Down-Regulation of Yes Associated Protein 1 Expression Reduces Cell Proliferation and Clonogenicity of Pancreatic Cancer Cells

  • Caroline H. Diep, 
  • Kelly M. Zucker, 
  • Galen Hostetter, 
  • Aprill Watanabe, 
  • Chengcheng Hu, 
  • Ruben M. Munoz, 
  • Daniel D. Von Hoff, 
  • Haiyong Han



The Hippo pathway regulates organ size by inhibiting cell proliferation and promoting cell apoptosis upon its activation. The Yes Associated Protein 1 (YAP1) is a nuclear effector of the Hippo pathway that promotes cell growth as a transcription co-activator. In human cancer, the YAP1 gene was reported as amplified and over-expressed in several tumor types.


Immunohistochemical staining of YAP1 protein was used to assess the expression of YAP1 in pancreatic tumor tissues. siRNA oligonucleotides were used to knockdown the expression of YAP1 and their effects on pancreatic cancer cells were investigated using cell proliferation, apoptosis, and anchorage-independent growth assays. The Wilcoxon signed-rank, Pearson correlation coefficient, Kendall's Tau, Spearman's Rho, and an independent two-sample t (two-tailed) test were used to determine the statistical significance of the data.

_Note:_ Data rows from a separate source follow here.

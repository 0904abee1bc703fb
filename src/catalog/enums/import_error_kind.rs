use std::fmt;
use std::fmt::Formatter;
use serde::{Deserialize, Serialize};

/// Named after the exception a Python interpreter would raise for the same failure.
#[derive(Serialize, Deserialize, Debug, Clone, Copy, PartialEq, Eq, Hash)]
pub enum ImportErrorKind {
    ModuleNotFoundError,
    SyntaxError,
    UnicodeDecodeError,
    OSError,
}

impl fmt::Display for ImportErrorKind {
    fn fmt(&self, f: &mut Formatter) -> fmt::Result {
        let name = match self {
            ImportErrorKind::ModuleNotFoundError => "ModuleNotFoundError",
            ImportErrorKind::SyntaxError => "SyntaxError",
            ImportErrorKind::UnicodeDecodeError => "UnicodeDecodeError",
            ImportErrorKind::OSError => "OSError",
        };
        write!(f, "{name}")
    }
}
//! Filesystem source structures.

/// Search-path based module source.
pub mod fs_module_source;
use clap::Parser;

#[derive(Parser, Debug)]
#[command(author, version, about, long_about = None)]
pub struct Cli {
    /// Configuration file to load.
    #[arg(long, default_value = "config.toml")]
    pub config: String,
    /// Create the config file if not exists or is broken.
    #[arg(long)]
    pub create_config: bool,
    /// Listen on this address only, replacing the configured listeners.
    #[arg(long)]
    pub bind: Option<String>,
    /// Directory to resolve modules in, searched before the configured ones.
    #[arg(long = "search-path", value_name = "DIR")]
    pub search_path: Vec<String>,
    /// Root modules to document, replacing the configured ones.
    #[arg(value_name = "MODULES")]
    pub modules: Vec<String>,
}
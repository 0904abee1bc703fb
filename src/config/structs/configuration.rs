use serde::{Deserialize, Serialize};
use crate::config::structs::http_server_config::HttpServerConfig;

#[derive(Serialize, Deserialize, Debug, Clone, PartialEq)]
pub struct Configuration {
    pub log_level: String,
    pub modules: Vec<String>,
    #[serde(default)]
    pub search_path: Vec<String>,
    #[serde(default)]
    pub http_server: Vec<HttpServerConfig>
}
#[derive(Debug, Clone, PartialEq, Eq)]
pub struct CustomError {
    pub(crate) message: String,
}
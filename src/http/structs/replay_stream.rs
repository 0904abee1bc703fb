/// A stream whose first reads return `prefix`, then whatever `inner` yields.
///
/// Writes go straight to `inner`.
pub struct ReplayStream<S> {
    pub(crate) prefix: Vec<u8>,
    pub(crate) position: usize,
    pub(crate) inner: S,
}
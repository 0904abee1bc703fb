//! Filesystem module source.
//!
//! Resolves dotted module names against an ordered search path of
//! directories, the way the Python import system finds regular packages and
//! modules:
//!
//! - `a.b` resolves to `<dir>/a/b/__init__.py` (a package) or `<dir>/a/b.py`
//! - every parent (`a`) must itself be a package in the same directory
//! - the first directory that resolves the name wins
//!
//! Loading a module reads its source and runs it through the
//! [`parser`](crate::introspect::parser); nothing is executed.

/// Filesystem source structures.
pub mod structs;

/// `ModuleSource` implementation for the filesystem source.
pub mod impls;
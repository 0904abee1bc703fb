use std::fmt;
use std::fmt::Formatter;
use crate::introspect::enums::member_kind::MemberKind;

impl MemberKind {
    pub fn as_str(&self) -> &'static str {
        match self {
            MemberKind::module => "module",
            MemberKind::function => "function",
            MemberKind::class => "class",
            MemberKind::method => "method",
            MemberKind::variable => "variable",
            MemberKind::attribute => "attribute",
            MemberKind::reexport => "reexport",
        }
    }

    /// Keyword shown in front of the member name on a rendered page.
    pub fn keyword(&self) -> &'static str {
        match self {
            MemberKind::module => "module",
            MemberKind::function | MemberKind::method => "def",
            MemberKind::class => "class",
            MemberKind::variable | MemberKind::attribute | MemberKind::reexport => "",
        }
    }
}

impl fmt::Display for MemberKind {
    fn fmt(&self, f: &mut Formatter) -> fmt::Result {
        write!(f, "{}", self.as_str())
    }
}
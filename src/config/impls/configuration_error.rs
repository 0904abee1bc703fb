use crate::config::enums::configuration_error::ConfigurationError;

impl std::fmt::Display for ConfigurationError {
    fn fmt(&self, f: &mut std::fmt::Formatter) -> std::fmt::Result {
        match self {
            ConfigurationError::IOError(e) => e.fmt(f),
            ConfigurationError::ParseError(e) => e.fmt(f),
            ConfigurationError::ValidationError(e) => write!(f, "invalid configuration: {e}")
        }
    }
}

impl std::error::Error for ConfigurationError {}
use log::warn;
use crate::catalog::errors::ImportError;
use crate::catalog::structs::diagnostics::Diagnostics;
use crate::catalog::structs::warning::Warning;

impl Diagnostics {
    pub fn new() -> Diagnostics {
        Diagnostics { warnings: Vec::new() }
    }

    pub fn warn(&mut self, module: &str, message: String) {
        warn!("[CATALOG] {message}");
        self.warnings.push(Warning {
            module: module.to_string(),
            message,
        });
    }

    pub fn import_failed(&mut self, error: &ImportError) {
        self.warn(&error.module, format!("Error importing '{}': {}", error.module, error));
    }

    pub fn warnings(&self) -> &[Warning] {
        &self.warnings
    }

    pub fn for_module(&self, module: &str) -> Vec<&Warning> {
        self.warnings.iter().filter(|warning| warning.module == module).collect()
    }

    pub fn len(&self) -> usize {
        self.warnings.len()
    }

    pub fn is_empty(&self) -> bool {
        self.warnings.is_empty()
    }

    pub fn extend(&mut self, other: Diagnostics) {
        self.warnings.extend(other.warnings);
    }

    pub fn into_warnings(self) -> Vec<Warning> {
        self.warnings
    }
}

Immunohistochemistry studies in pancreatic tumor tissues revealed YAP1 staining intensities were moderate to strong in the nucleus and cytoplasm of the tumor cells, whereas the adjacent normal epithelial showed negative to weak staining. In cultured cells, YAP1 expression and localization was modulated by cell density. YAP1 total protein expression increased in the nuclear fractions in BxPC-3 and PANC-1, while it declined in HPDE6 as cell density increased. Additionally, treatment of pancreatic cancer cell lines, BxPC-3 and PANC-1, with YAP1-targeting siRNA oligonucleotides significantly reduced their proliferation in vitro. Furthermore, treatment with YAP1 siRNA oligonucleotides diminished the anchorage-independent growth on soft agar of pancreatic cancer cells, suggesting a role of YAP1 in pancreatic cancer tumorigenesis.


YAP1 is overexpressed in pancreatic cancer tissues and potentially plays an important role in the clonogenicity and growth of pancreatic cancer cells.

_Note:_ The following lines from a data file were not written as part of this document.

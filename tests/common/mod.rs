#![allow(dead_code)]
use std::collections::BTreeMap;
use std::fs;
use std::path::{Path, PathBuf};
use std::sync::Arc;
use std::time::{Duration, UNIX_EPOCH};
use tempfile::TempDir;
use tokio::io::{AsyncReadExt, AsyncWriteExt};
use docserver::catalog::errors::ImportError;
use docserver::catalog::structs::diagnostics::Diagnostics;
use docserver::catalog::structs::module_location::ModuleLocation;
use docserver::catalog::traits::module_source::ModuleSource;
use docserver::http::structs::doc_handler::DocHandler;
use docserver::http::structs::doc_server::DocServer;
use docserver::introspect::parser::parse_module;
use docserver::introspect::structs::module_doc::ModuleDoc;
use docserver::source::structs::fs_module_source::FsModuleSource;

pub type TestServer = Arc<DocServer>;

pub const DATACLASSES: &str = r#""""Generate special methods for user-defined classes."""

import re
import sys

__all__ = ['dataclass', 'field', 'Field', 'fields', 'is_dataclass', 'make_dataclass']

MISSING = object()


class Field:
    """A single field of a dataclass."""

    __slots__ = ('name', 'type', 'default')

    def __init__(self, default, default_factory, init, repr, hash, compare, metadata, kw_only):
        self.name = None

    def __repr__(self):
        return 'Field()'


def field(*, default=MISSING, default_factory=MISSING, init=True, repr=True,
          hash=None, compare=True, metadata=None, kw_only=MISSING):
    """Return an object to identify dataclass fields."""
    return Field(default, default_factory, init, repr, hash, compare, metadata, kw_only)


def fields(class_or_instance):
    """Return a tuple describing the fields of this dataclass."""


def is_dataclass(obj):
    """Returns True if obj is a dataclass or an instance of a
    dataclass."""
    cls = obj if isinstance(obj, type) else type(obj)
    return hasattr(cls, '__dataclass_fields__')


def make_dataclass(cls_name, fields, *, bases=(), namespace=None, init=True):
    """Return a new dynamically created dataclass."""


def dataclass(cls=None, /, *, init=True, repr=True, eq=True, order=False):
    """Add dunder methods based on the fields defined in the class."""
    return cls
"#;

pub const MARKUPSAFE_INIT: &str = r#""""Implements an escape function and a Markup string to replace HTML
special characters with safe representations.

Maintained by the Pallets project.
"""
import typing as t

from .escape import escape
from .escape import soft_str

__all__ = ["escape", "Markup", "soft_str"]

__version__ = "2.1.3"


class Markup(str):
    """A string that is ready to be safely inserted into an HTML or XML
    document, either because it was escaped or because it was marked
    safe.
    """

    __slots__ = ()

    def __new__(cls, base="", encoding=None, errors="strict"):
        return super().__new__(cls, base)

    def __html__(self) -> "Markup":
        return self

    def unescape(self) -> str:
        """Convert escaped markup back into a text string."""

    def striptags(self) -> str:
        """unescape the markup, remove tags, and normalize whitespace."""

    @classmethod
    def escape(cls, s: t.Any) -> "Markup":
        """Escape a string. Calls :func:`escape` and ensures that for
        subclasses the correct type is returned.
        """
"#;

pub const MARKUPSAFE_ESCAPE: &str = r#""""Pure Python escape implementation."""


def escape(s):
    """Replace the characters ``&``, ``<``, ``>``, ``'``, and ``"`` in
    the string with HTML-safe sequences."""


def soft_str(s):
    """Convert an object to a string if it isn't already."""
"#;

pub fn write_file(root: &Path, relative: &str, content: &str) -> PathBuf {
    let path = root.join(relative);
    fs::create_dir_all(path.parent().unwrap()).unwrap();
    fs::write(&path, content).unwrap();
    path
}

/// Source tree with `dataclasses`, the `markupsafe` package and no `err`.
pub fn create_fixture_tree() -> TempDir {
    let dir = tempfile::tempdir().unwrap();
    write_file(dir.path(), "dataclasses.py", DATACLASSES);
    write_file(dir.path(), "markupsafe/__init__.py", MARKUPSAFE_INIT);
    write_file(dir.path(), "markupsafe/escape.py", MARKUPSAFE_ESCAPE);
    write_file(dir.path(), "markupsafe/_speedups.py", "def escape(s): ...\n");
    write_file(dir.path(), "markupsafe/py.typed", "");
    dir
}

pub fn roots(names: &[&str]) -> Vec<String> {
    names.iter().map(|name| name.to_string()).collect()
}

/// Server over the fixture tree, with the warnings raised while building its catalog.
pub fn create_test_server(dir: &TempDir, names: &[&str]) -> (TestServer, Diagnostics) {
    let source = Arc::new(FsModuleSource::new(vec![dir.path().to_path_buf()]));
    let mut diagnostics = Diagnostics::new();
    let server = DocServer::new(&roots(names), source, &mut diagnostics);
    (Arc::new(server), diagnostics)
}

pub fn create_default_server(dir: &TempDir) -> TestServer {
    create_test_server(dir, &["dataclasses", "err", "markupsafe"]).0
}

/// Drives one request through a handler over an in-memory stream.
///
/// The response is drained concurrently so large bodies cannot stall the
/// handler on a full buffer.
pub async fn handle_request(server: &TestServer, request: &[u8]) -> (Vec<u8>, Diagnostics) {
    let handler = DocHandler::new(server.clone(), "127.0.0.1:40000".parse().unwrap());
    let (mut client, stream) = tokio::io::duplex(1024);
    let client_side = async move {
        // The handler stops reading at its header limit and may hang up mid-request.
        let _ = client.write_all(request).await;
        let mut response = Vec::new();
        client.read_to_end(&mut response).await.unwrap();
        response
    };
    let (response, result) = tokio::join!(client_side, handler.handle(stream));
    (response, result.expect("request was not answered"))
}

pub async fn get(server: &TestServer, target: &str) -> (Vec<u8>, Diagnostics) {
    handle_request(server, format!("GET {target} HTTP/1.1\r\nHost: localhost\r\n\r\n").as_bytes()).await
}

pub async fn head(server: &TestServer, target: &str) -> (Vec<u8>, Diagnostics) {
    handle_request(server, format!("HEAD {target} HTTP/1.1\r\nHost: localhost\r\n\r\n").as_bytes()).await
}

/// Status line plus headers, and the body.
pub fn split_response(response: &[u8]) -> (String, Vec<u8>) {
    let end = response
        .windows(4)
        .position(|window| window == b"\r\n\r\n")
        .expect("response has no header terminator");
    (String::from_utf8(response[..end].to_vec()).unwrap(), response[end + 4..].to_vec())
}

/// Status line plus headers without the `date` header, which changes between responses.
pub fn head_without_date(response: &[u8]) -> String {
    let (head, _) = split_response(response);
    head.lines()
        .filter(|line| !line.to_ascii_lowercase().starts_with("date:"))
        .collect::<Vec<_>>()
        .join("\r\n")
}

pub fn status(response: &[u8]) -> u16 {
    let (head, _) = split_response(response);
    head.split(' ').nth(1).unwrap().parse().unwrap()
}

pub fn body_text(response: &[u8]) -> String {
    String::from_utf8(split_response(response).1).unwrap()
}

pub fn header<'a>(head: &'a str, name: &str) -> Option<&'a str> {
    head.lines()
        .skip(1)
        .filter_map(|line| line.split_once(':'))
        .find(|(key, _)| key.eq_ignore_ascii_case(name))
        .map(|(_, value)| value.trim())
}

pub fn set_mtime(path: &Path, secs: u64) {
    let file = fs::File::options().write(true).open(path).unwrap();
    file.set_modified(UNIX_EPOCH + Duration::from_secs(secs)).unwrap();
}

/// In-memory module tree: dotted name to (is_package, source).
pub struct MapSource {
    modules: BTreeMap<String, (bool, String)>,
}

impl MapSource {
    pub fn new(entries: &[(&str, bool)]) -> MapSource {
        MapSource {
            modules: entries
                .iter()
                .map(|(name, is_package)| (name.to_string(), (*is_package, format!("\"\"\"{name}\"\"\"\ndef api():\n    pass\n"))))
                .collect(),
        }
    }
}

impl ModuleSource for MapSource {
    fn find(&self, name: &str) -> Result<ModuleLocation, ImportError> {
        match self.modules.get(name) {
            Some((is_package, _)) => Ok(ModuleLocation {
                name: name.to_string(),
                path: PathBuf::from(format!("/memory/{name}")),
                is_package: *is_package,
            }),
            None => Err(ImportError::not_found(name))
        }
    }

    fn submodules(&self, location: &ModuleLocation) -> Result<Vec<String>, ImportError> {
        let prefix = format!("{}.", location.name);
        Ok(self
            .modules
            .keys()
            .filter_map(|name| name.strip_prefix(prefix.as_str()))
            .filter(|rest| !rest.contains('.'))
            .map(str::to_string)
            .collect())
    }

    fn load(&self, name: &str) -> Result<ModuleDoc, ImportError> {
        match self.modules.get(name) {
            Some((_, source)) => parse_module(name, source),
            None => Err(ImportError::not_found(name))
        }
    }

    fn modified(&self, name: &str) -> Option<f64> {
        self.modules.get(name).map(|_| 0.0)
    }
}
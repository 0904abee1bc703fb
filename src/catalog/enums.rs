//! Catalog enumerations.

/// Classification of import failures.
pub mod import_error_kind;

As one of the most lethal forms of human disease, pancreatic cancer has a one-year and five-year survival rate of 26% and 6%, respectively [1]. There exists a critical need for novel treatment strategies to provide a purposeful effect on the survival of patients with pancreatic cancer.

The Hippo pathway regulates organ size by inhibiting cell proliferation and promotes cell apoptosis [2], [3]. Components of Hippo pathway were identified in genetic mosaic screens in Drosophila, which consist of the Hippo (Hpo) kinase, the Salvador (Sav) adaptor protein, the Wts protein kinase, the Mats adaptor protein, and the Yorkie (Yki) nuclear transcriptional co-activator. Upon pathway activation, Hpo and Sav phosphorylates and activates Wts in conjunction with Mats. Wts phosphorylates Yki to inactivate and retain it in the cytoplasm. In mammals, the components of the Hippo pathway are highly conserved homologs, which include MST1/2 (Hpo), WW45 (Sav), LATS1/2 (Wts), MOB1 (Mats), and YAP1 (Yki) [4][8].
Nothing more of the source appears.